Unincorporated community in Pennsylvania, US

Eastlawn Gardens is a census-designated place (CDP) in Upper Nazareth Township in Northampton County, Pennsylvania, United States. The population of Eastlawn Gardens was 3,307 at the 2010 census. Eastlawn Gardens is part of the Lehigh Valley metropolitan area, which had a population of 861,899 and was the 68th-most populous metropolitan area in the U.S. as of the 2020 census.

==Geography==
Eastlawn Gardens is located at (40.749065, -75.298750). According to the U.S. Census Bureau, Eastlawn Gardens has a total area of 1.7 sqmi, of which 1.7 sqmi is land and 0.04 sqmi (1.20%) is water.

==Demographics==
===2020 census===
As of the 2020 census, Eastlawn Gardens had a population of 3,435. The median age was 44.7 years. 21.2% of residents were under the age of 18 and 17.3% of residents were 65 years of age or older. For every 100 females there were 100.5 males, and for every 100 females age 18 and over there were 95.8 males age 18 and over.

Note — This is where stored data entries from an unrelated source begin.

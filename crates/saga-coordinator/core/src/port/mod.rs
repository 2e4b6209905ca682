//! Ports for infrastructure adapters.
//!
//! The coordinator core never talks to a database or a message bus directly.
//! Backends implement [`TransactionRepository`] and [`MessageDispatcher`].

pub mod dispatcher;
pub mod repository;

pub use dispatcher::MessageDispatcher;
pub use repository::TransactionRepository;
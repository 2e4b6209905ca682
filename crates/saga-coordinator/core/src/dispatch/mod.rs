//! # Message Sender
//!
//! Fans a transaction's compensation messages out to its participants.
//!
//! Participants are published in registration order. The first publish
//! failure aborts the batch and leaves the record's status untouched, so a
//! later recovery tick resends the whole set.

use std::sync::Arc;
use tracing::{debug, info, warn};

use crate::codec::MessageCodec;
use crate::error::{CoordinatorError, Result};
use crate::log::CoordinatorLog;
use crate::model::{CompensationMessage, TransactionRecord, TransactionStatus};
use crate::port::{MessageDispatcher, TransactionRepository};

/// Result of a successful dispatch.
#[derive(Debug, Clone, Copy, PartialEq, Eq)]
pub enum DispatchOutcome {
    /// No participants; nothing was published.
    Skipped,
    /// Every participant was published.
    Sent(usize),
}

impl DispatchOutcome {
    pub fn is_sent(&self) -> bool {
        matches!(self, Self::Sent(_))
    }
}

/// Publishes compensation messages through a [`MessageDispatcher`].
pub struct MessageSender<R: TransactionRepository, D: MessageDispatcher> {
    log: Arc<CoordinatorLog<R>>,
    dispatcher: Arc<D>,
    codec: Arc<dyn MessageCodec>,
}

impl<R: TransactionRepository, D: MessageDispatcher> MessageSender<R, D> {
    pub fn new(
        log: Arc<CoordinatorLog<R>>,
        dispatcher: Arc<D>,
        codec: Arc<dyn MessageCodec>,
    ) -> Self {
        Self {
            log,
            dispatcher,
            codec,
        }
    }

    /// Publish one message per participant, stopping at the first failure.
    pub async fn dispatch(&self, record: &TransactionRecord) -> Result<DispatchOutcome> {
        let participants = record.participants();
        if participants.is_empty() {
            debug!(trans_id = %record.trans_id, "No participants registered, nothing to send");
            return Ok(DispatchOutcome::Skipped);
        }

        for participant in participants {
            let payload = self
                .codec
                .encode_message(&CompensationMessage::from(participant))?;

            if let Err(e) = self
                .dispatcher
                .send(&participant.destination, &participant.pattern, &payload)
                .await
            {
                warn!(
                    trans_id = %record.trans_id,
                    destination = %participant.destination,
                    pattern = %participant.pattern,
                    "Compensation publish failed, aborting batch: {}",
                    e
                );
                return Err(CoordinatorError::Dispatch {
                    trans_id: record.trans_id.clone(),
                    destination: participant.destination.clone(),
                    reason: e.to_string(),
                });
            }
        }

        info!(
            trans_id = %record.trans_id,
            participants = participants.len(),
            "Compensation messages sent"
        );
        Ok(DispatchOutcome::Sent(participants.len()))
    }

    /// Dispatch and, when anything was sent, mark the stored record Commit.
    pub async fn send_message(&self, record: &TransactionRecord) -> Result<DispatchOutcome> {
        let outcome = self.dispatch(record).await?;
        if outcome.is_sent() {
            self.log.flush(&record.trans_id).await?;
            let rows = self
                .log
                .update_status(&record.trans_id, TransactionStatus::Commit)
                .await?;
            if rows == 0 {
                warn!(trans_id = %record.trans_id, "Sent compensation for a record not yet stored");
            }
        }
        Ok(outcome)
    }

    pub fn codec(&self) -> &Arc<dyn MessageCodec> {
        &self.codec
    }
}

98.0% of residents lived in urban areas, while 2.0% lived in rural areas.

There were 1,296 households in Eastlawn Gardens, of which 34.0% had children under the age of 18 living in them. Of all households, 64.7% were married-couple households, 10.8% were households with a male householder and no spouse or partner present, and 19.6% were households with a female householder and no spouse or partner present. About 18.5% of all households were made up of individuals and 8.7% had someone living alone who was 65 years of age or older.

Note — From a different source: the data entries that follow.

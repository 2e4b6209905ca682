//! # Telemetry Module
//!
//! Tracing setup for the coordinator.
//!
//! ```rust,ignore
//! use saga_coordinator_core::telemetry::{TelemetryConfig, init_telemetry};
//!
//! let _guard = init_telemetry(&TelemetryConfig::default())?;
//! ```

use tracing::{Level, Span, span};
use tracing_subscriber::layer::SubscriberExt;
use tracing_subscriber::util::SubscriberInitExt;
use tracing_subscriber::{EnvFilter, Registry};

use crate::error::{CoordinatorError, Result};
use crate::model::{TransId, TransactionRole};

/// Configuration for telemetry initialization
#[derive(Debug, Clone)]
pub struct TelemetryConfig {
    /// Service name recorded on the startup event
    pub service_name: String,
    /// Log level filter, e.g. `info` or `saga_coordinator_core=debug`
    pub log_level: String,
}

impl Default for TelemetryConfig {
    fn default() -> Self {
        Self {
            service_name: "saga-coordinator".to_string(),
            log_level: "INFO".to_string(),
        }
    }
}

impl TelemetryConfig {
    /// Use `RUST_LOG` when set, otherwise the default level.
    pub fn from_env() -> Self {
        let mut config = Self::default();
        if let Ok(level) = std::env::var(EnvFilter::DEFAULT_ENV) {
            config.log_level = level;
        }
        config
    }
}

/// Telemetry guard - keep alive for the lifetime of the process
#[derive(Debug)]
pub struct TelemetryGuard;

impl TelemetryGuard {
    /// Shutdown telemetry
    pub fn shutdown(self) {}
}

/// Install the global subscriber.
///
/// Fails if a global subscriber was already installed.
pub fn init_telemetry(config: &TelemetryConfig) -> Result<TelemetryGuard> {
    let env_filter = EnvFilter::try_new(&config.log_level)
        .map_err(|e| CoordinatorError::Configuration(e.to_string()))?;

    Registry::default()
        .with(env_filter)
        .with(tracing_subscriber::fmt::layer())
        .try_init()
        .map_err(|e| CoordinatorError::Configuration(e.to_string()))?;

    tracing::info!(service = %config.service_name, "Telemetry initialized");
    Ok(TelemetryGuard)
}

/// Span covering work done on behalf of one transaction.
pub fn transaction_span(trans_id: &TransId, role: TransactionRole, action: &str) -> Span {
    span!(
        Level::INFO,
        "saga.transaction",
        saga.trans_id = %trans_id,
        saga.role = %role,
        saga.action = action,
    )
}

#[cfg(test)]
mod tests {
    use super::*;

    #[test]
    fn test_default_config() {
        let config = TelemetryConfig::default();
        assert_eq!(config.service_name, "saga-coordinator");
        assert_eq!(config.log_level, "INFO");
    }

    #[test]
    fn test_invalid_filter_is_rejected() {
        let config = TelemetryConfig {
            log_level: "saga_coordinator_core=verbose".to_string(),
            ..Default::default()
        };
        assert!(matches!(
            init_telemetry(&config),
            Err(CoordinatorError::Configuration(_))
        ));
    }

    #[test]
    fn test_transaction_span_builds_without_subscriber() {
        let span = transaction_span(&TransId::from("t-1"), TransactionRole::Local, "compensate");
        let _entered = span.enter();
    }
}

There were 1,310 housing units, of which 1.1% were vacant. The homeowner vacancy rate was 0.7% and the rental vacancy rate was 0.0%.

Racial composition as of the 2020 census
| Race | Number | Percent |
|---|---|---|
| White | 3,051 | 88.8% |
| Black or African American | 59 | 1.7% |
| American Indian and Alaska Native | 5 | 0.1% |
| Asian | 97 | 2.8% |
| Native Hawaiian and Other Pacific Islander | 1 | 0.0% |
| Some other race | 55 | 1.6% |
| Two or more races | 167 | 4.9% |
| Hispanic or Latino (of any race) | 159 | 4.6% |

===2000 census===
As of the census of 2000, there were 2,832 people, 1,010 households, and 804 families residing in the CDP. The population density was 1,709.6 PD/sqmi. There were 1,028 housing units at an average density of 620.6 /sqmi. The racial makeup of the CDP was 97.81% White, 0.28% African American, 0.18% Native American, 0.53% Asian, 0.74% from other races, and 0.46% from two or more races. Hispanic or Latino of any race were 1.41% of the population.

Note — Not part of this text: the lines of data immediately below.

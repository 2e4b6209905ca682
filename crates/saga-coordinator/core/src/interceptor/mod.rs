//! # Transaction Interceptor
//!
//! Wraps a unit of work with the transaction lifecycle. Call sites hand in
//! the call's [`CallContext`], a [`TargetDescriptor`] naming the operation,
//! the inbound [`PropagationToken`] (if the transport delivered one) and the
//! work itself.
//!
//! Routing:
//!
//! | Inbound token | Context token     | Branch                                   |
//! |---------------|-------------------|------------------------------------------|
//! | none          | none              | start: begin, work, send or fail         |
//! | `Local`       | any               | local: work, commit_local or fail_local  |
//! | none          | `Local`           | local                                    |
//! | `Start`/`Provider` | any          | provider: join, work, commit_local or fail_local |
//! | none          | `Start`/`Provider`| nested: work only                        |

use std::collections::HashMap;
use std::fmt::Display;
use std::future::Future;
use std::sync::Arc;
use thiserror::Error;
use tracing::{debug, error, warn};

use crate::codec::MessageCodec;
use crate::context::CallContext;
use crate::error::{CoordinatorError, ErrorKind};
use crate::model::{
    PropagationToken, TargetDescriptor, TransactionRecord, TransactionRole, TransactionStatus,
};
use crate::port::{MessageDispatcher, TransactionRepository};
use crate::propagation;
use crate::transaction::TransactionManager;

/// Failure of an intercepted call.
#[derive(Debug, Error)]
pub enum InterceptError<E> {
    /// The coordinator could not record or advance the transaction.
    #[error("Coordinator error: {0}")]
    Coordinator(#[from] CoordinatorError),

    /// The unit of work itself failed.
    #[error("{0}")]
    Work(E),
}

impl<E> InterceptError<E> {
    /// The work error, if that is what failed.
    pub fn into_work(self) -> Option<E> {
        match self {
            Self::Work(e) => Some(e),
            Self::Coordinator(_) => None,
        }
    }
}

/// Decorator applying begin/join/commit around a unit of work.
pub struct TransactionInterceptor<R: TransactionRepository, D: MessageDispatcher> {
    manager: Arc<TransactionManager<R, D>>,
    codec: Arc<dyn MessageCodec>,
}

impl<R: TransactionRepository, D: MessageDispatcher> TransactionInterceptor<R, D> {
    pub fn new(manager: Arc<TransactionManager<R, D>>, codec: Arc<dyn MessageCodec>) -> Self {
        Self { manager, codec }
    }

    /// Run `work` inside the transaction lifecycle selected by the tokens.
    pub async fn intercept<T, E, F, Fut>(
        &self,
        ctx: &CallContext,
        target: TargetDescriptor,
        inbound: Option<PropagationToken>,
        work: F,
    ) -> Result<T, InterceptError<E>>
    where
        F: FnOnce(CallContext) -> Fut,
        Fut: Future<Output = Result<T, E>>,
        E: Display,
    {
        match inbound.or_else(|| ctx.token()) {
            None => self.start(ctx, target, work).await,
            Some(token) if token.role == TransactionRole::Local => {
                self.local(ctx, target, token, work).await
            }
            Some(token) if !ctx.is_active() || ctx.trans_id().as_ref() != Some(&token.trans_id) => {
                self.provider(ctx, target, token, work).await
            }
            Some(token) => {
                debug!(trans_id = %token.trans_id, target = %target, "Nested call, reusing binding");
                work(ctx.clone()).await.map_err(InterceptError::Work)
            }
        }
    }

    /// Like [`intercept`](Self::intercept), reading the inbound token from
    /// transport headers.
    pub async fn intercept_headers<T, E, F, Fut>(
        &self,
        ctx: &CallContext,
        target: TargetDescriptor,
        headers: &HashMap<String, String>,
        work: F,
    ) -> Result<T, InterceptError<E>>
    where
        F: FnOnce(CallContext) -> Fut,
        Fut: Future<Output = Result<T, E>>,
        E: Display,
    {
        let inbound = propagation::extract(headers, self.codec.as_ref())?;
        self.intercept(ctx, target, inbound, work).await
    }

    async fn start<T, E, F, Fut>(
        &self,
        ctx: &CallContext,
        target: TargetDescriptor,
        work: F,
    ) -> Result<T, InterceptError<E>>
    where
        F: FnOnce(CallContext) -> Fut,
        Fut: Future<Output = Result<T, E>>,
        E: Display,
    {
        let scope = ctx.scope();
        let record = self.manager.begin(ctx, target).await?;
        let result = work(ctx.clone()).await;

        if !scope.is_outermost() {
            return result.map_err(InterceptError::Work);
        }

        match result {
            Ok(value) => {
                match self.manager.send_message(ctx).await {
                    Ok(_) => {}
                    // The record stays Begin and the recovery scan resends it.
                    Err(e) if e.kind() == ErrorKind::Dispatch => {
                        warn!(trans_id = %record.trans_id, "Deferring compensation dispatch to recovery: {}", e);
                    }
                    Err(e) => return Err(e.into()),
                }
                Ok(value)
            }
            Err(e) => {
                if let Err(fail_err) = self.manager.fail(ctx, e.to_string()).await {
                    error!(
                        trans_id = %record.trans_id,
                        "Failed to record transaction failure: {}",
                        fail_err
                    );
                }
                Err(InterceptError::Work(e))
            }
        }
    }

    async fn provider<T, E, F, Fut>(
        &self,
        ctx: &CallContext,
        target: TargetDescriptor,
        inbound: PropagationToken,
        work: F,
    ) -> Result<T, InterceptError<E>>
    where
        F: FnOnce(CallContext) -> Fut,
        Fut: Future<Output = Result<T, E>>,
        E: Display,
    {
        let _scope = ctx.scope();
        self.manager.join(ctx, target.clone(), &inbound).await?;
        let result = work(ctx.clone()).await;
        self.finish_local(ctx, target, &inbound, result).await
    }

    async fn local<T, E, F, Fut>(
        &self,
        ctx: &CallContext,
        target: TargetDescriptor,
        token: PropagationToken,
        work: F,
    ) -> Result<T, InterceptError<E>>
    where
        F: FnOnce(CallContext) -> Fut,
        Fut: Future<Output = Result<T, E>>,
        E: Display,
    {
        if ctx.trans_id().as_ref() == Some(&token.trans_id) {
            return work(ctx.clone()).await.map_err(InterceptError::Work);
        }

        // Nested calls see this placeholder and run without finalizing.
        let result = {
            let placeholder = TransactionRecord::provider(
                token.trans_id.clone(),
                target.clone(),
                TransactionStatus::Begin,
            );
            let _binding = ctx.bind_scoped(placeholder, token.clone());
            work(ctx.clone()).await
        };
        self.finish_local(ctx, target, &token, result).await
    }

    async fn finish_local<T, E: Display>(
        &self,
        ctx: &CallContext,
        target: TargetDescriptor,
        token: &PropagationToken,
        result: Result<T, E>,
    ) -> Result<T, InterceptError<E>> {
        match result {
            Ok(value) => {
                self.manager
                    .commit_local(ctx, target, &token.trans_id)
                    .await?;
                Ok(value)
            }
            Err(e) => {
                if let Err(fail_err) = self
                    .manager
                    .fail_local(ctx, target, &token.trans_id, e.to_string())
                    .await
                {
                    error!(
                        trans_id = %token.trans_id,
                        "Failed to record local failure: {}",
                        fail_err
                    );
                }
                Err(InterceptError::Work(e))
            }
        }
    }

    pub fn manager(&self) -> &Arc<TransactionManager<R, D>> {
        &self.manager
    }
}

There were 1,010 households, out of which 42.9% had children under the age of 18 living with them, 69.2% were married couples living together, 8.0% had a female householder with no husband present, and 20.3% were non-families. 16.6% of all households were made up of individuals, and 9.0% had someone living alone who was 65 years of age or older. The average household size was 2.80 and the average family size was 3.17.

In Eastlawn Gardens, the population was spread out, with 28.9% under the age of 18, 4.7% from 18 to 24, 32.3% from 25 to 44, 20.0% from 45 to 64, and 14.2% who were 65 years of age or older. The median age was 37 years. For every 100 females, there were 97.6 males. For every 100 females age 18 and over, there were 93.1 males. The median income for a household in the CDP was $56,855, and the median income for a family was $62,969. Males had a median income of $43,688 versus $27,276 for females. The per capita income for the CDP was $23,985. About 0.8% of families and 1.9% of the population were below the poverty line, including 3.0% of those under age 18 and none of those age 65 or over.
==Education==

The community is served by the Nazareth Area School District. Students in grades nine through 12 attend Nazareth Area High School in Nazareth.